▶ Data entries:
——————————

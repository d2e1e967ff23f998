//! Calendar arithmetic for advancing a cursor by whole frequency units.
//!
//! Fixed-length units (weeks down to seconds) are plain duration addition.
//! Months and years are calendar units: the day of month is kept when the
//! target month has it and clamped to the month's last day otherwise, so
//! Jan 31 + 1 month is Feb 28 (or 29) and Feb 29 + 1 year is Feb 28.
//!
//! Every function returns `None` only when the result would leave chrono's
//! representable range.

use chrono::{Datelike, NaiveDate, NaiveDateTime, TimeDelta};

use crate::model::Frequency;

/// Whether `year` is a Gregorian leap year.
#[must_use]
pub const fn is_leap_year(year: i32) -> bool {
    (year % 4 == 0 && year % 100 != 0) || year % 400 == 0
}

/// Number of days in `month` (1-12) of `year`.
#[must_use]
pub const fn days_in_month(year: i32, month: u32) -> u32 {
    match month {
        2 if is_leap_year(year) => 29,
        2 => 28,
        4 | 6 | 9 | 11 => 30,
        _ => 31,
    }
}

/// Longest length `month` (1-12) can have in any year.
#[must_use]
pub const fn max_days_in_month(month: u32) -> u32 {
    days_in_month(2000, month)
}

/// Number of days in `year`.
#[must_use]
pub const fn days_in_year(year: i32) -> u32 {
    if is_leap_year(year) { 366 } else { 365 }
}

/// Builds a date, clamping `day` down to the last day of the month.
#[must_use]
pub fn clamped_date(year: i32, month: u32, day: u32) -> Option<NaiveDate> {
    NaiveDate::from_ymd_opt(year, month, day.min(days_in_month(year, month)))
}

/// Adds `months` calendar months, clamping the day of month.
#[must_use]
pub fn add_months(dt: NaiveDateTime, months: i64) -> Option<NaiveDateTime> {
    let total = i64::from(dt.year())
        .checked_mul(12)?
        .checked_add(i64::from(dt.month0()))?
        .checked_add(months)?;
    let year = i32::try_from(total.div_euclid(12)).ok()?;
    let month = u32::try_from(total.rem_euclid(12)).ok()? + 1;

    clamped_date(year, month, dt.day()).map(|date| date.and_time(dt.time()))
}

/// Adds `years` calendar years, clamping Feb 29 to Feb 28 in common years.
#[must_use]
pub fn add_years(dt: NaiveDateTime, years: i64) -> Option<NaiveDateTime> {
    add_months(dt, years.checked_mul(12)?)
}

/// ## Summary
/// Advances `start` by `units` of `frequency`.
///
/// The iterator always advances from the rule's anchor by `k * interval`
/// units rather than chaining single steps, so a clamped day never feeds
/// into the next step: a Jan 31 anchor yields Jan 31, Feb 29, Mar 31.
#[must_use]
pub fn advance(start: NaiveDateTime, frequency: Frequency, units: i64) -> Option<NaiveDateTime> {
    let delta = match frequency {
        Frequency::Yearly => return add_years(start, units),
        Frequency::Monthly => return add_months(start, units),
        Frequency::Weekly => TimeDelta::try_weeks(units)?,
        Frequency::Daily => TimeDelta::try_days(units)?,
        Frequency::Hourly => TimeDelta::try_hours(units)?,
        Frequency::Minutely => TimeDelta::try_minutes(units)?,
        Frequency::Secondly => TimeDelta::try_seconds(units)?,
    };
    start.checked_add_signed(delta)
}

/// Advances `start` by exactly one step of `interval` units of `frequency`.
#[must_use]
pub fn step(start: NaiveDateTime, frequency: Frequency, interval: u32) -> Option<NaiveDateTime> {
    advance(start, frequency, i64::from(interval))
}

——————————

Type out the records above again, exactly the same.

▶ Task output:
repository d2e1e967ff23f998
//! Calendar arithmetic for advancing a cursor by whole frequency units.
//!
//! Fixed-length units (weeks down to seconds) are plain duration addition.
//! Months and years are calendar units: the day of month is kept when the
//! target month has it and clamped to the month's last day otherwise, so
//! Jan 31 + 1 month is Feb 28 (or 29) and Feb 29 + 1 year is Feb 28.
//!
//! Every function returns `None` only when the result would leave chrono's
//! representable range.

use chrono::{Datelike, NaiveDate, NaiveDateTime, TimeDelta};

use crate::model::Frequency;

/// Whether `year` is a Gregorian leap year.
#[must_use]
pub const fn is_leap_year(year: i32) -> bool {
    (year % 4 == 0 && year % 100 != 0) || year % 400 == 0
}

/// Number of days in `month` (1-12) of `year`.
#[must_use]
pub const fn days_in_month(year: i32, month: u32) -> u32 {
    match month {
        2 if is_leap_year(year) => 29,
        2 => 28,
        4 | 6 | 9 | 11 => 30,
        _ => 31,
    }
}

/// Longest length `month` (1-12) can have in any year.
#[must_use]
pub const fn max_days_in_month(month: u32) -> u32 {
    days_in_month(2000, month)
}

/// Number of days in `year`.
#[must_use]
pub const fn days_in_year(year: i32) -> u32 {
    if is_leap_year(year) { 366 } else { 365 }
}

/// Builds a date, clamping `day` down to the last day of the month.
#[must_use]
pub fn clamped_date(year: i32, month: u32, day: u32) -> Option<NaiveDate> {
    NaiveDate::from_ymd_opt(year, month, day.min(days_in_month(year, month)))
}

/// Adds `months` calendar months, clamping the day of month.
#[must_use]
pub fn add_months(dt: NaiveDateTime, months: i64) -> Option<NaiveDateTime> {
    let total = i64::from(dt.year())
        .checked_mul(12)?
        .checked_add(i64::from(dt.month0()))?
        .checked_add(months)?;
    let year = i32::try_from(total.div_euclid(12)).ok()?;
    let month = u32::try_from(total.rem_euclid(12)).ok()? + 1;

    clamped_date(year, month, dt.day()).map(|date| date.and_time(dt.time()))
}

/// Adds `years` calendar years, clamping Feb 29 to Feb 28 in common years.
#[must_use]
pub fn add_years(dt: NaiveDateTime, years: i64) -> Option<NaiveDateTime> {
    add_months(dt, years.checked_mul(12)?)
}

/// ## Summary
/// Advances `start` by `units` of `frequency`.
///
/// The iterator always advances from the rule's anchor by `k * interval`
/// units rather than chaining single steps, so a clamped day never feeds
/// into the next step: a Jan 31 anchor yields Jan 31, Feb 29, Mar 31.
#[must_use]
pub fn advance(start: NaiveDateTime, frequency: Frequency, units: i64) -> Option<NaiveDateTime> {
    let delta = match frequency {
        Frequency::Yearly => return add_years(start, units),
        Frequency::Monthly => return add_months(start, units),
        Frequency::Weekly => TimeDelta::try_weeks(units)?,
        Frequency::Daily => TimeDelta::try_days(units)?,
        Frequency::Hourly => TimeDelta::try_hours(units)?,
        Frequency::Minutely => TimeDelta::try_minutes(units)?,
        Frequency::Secondly => TimeDelta::try_seconds(units)?,
    };
    start.checked_add_signed(delta)
}

/// Advances `start` by exactly one step of `interval` units of `frequency`.
#[must_use]
pub fn step(start: NaiveDateTime, frequency: Frequency, interval: u32) -> Option<NaiveDateTime> {
    advance(start, frequency, i64::from(interval))
}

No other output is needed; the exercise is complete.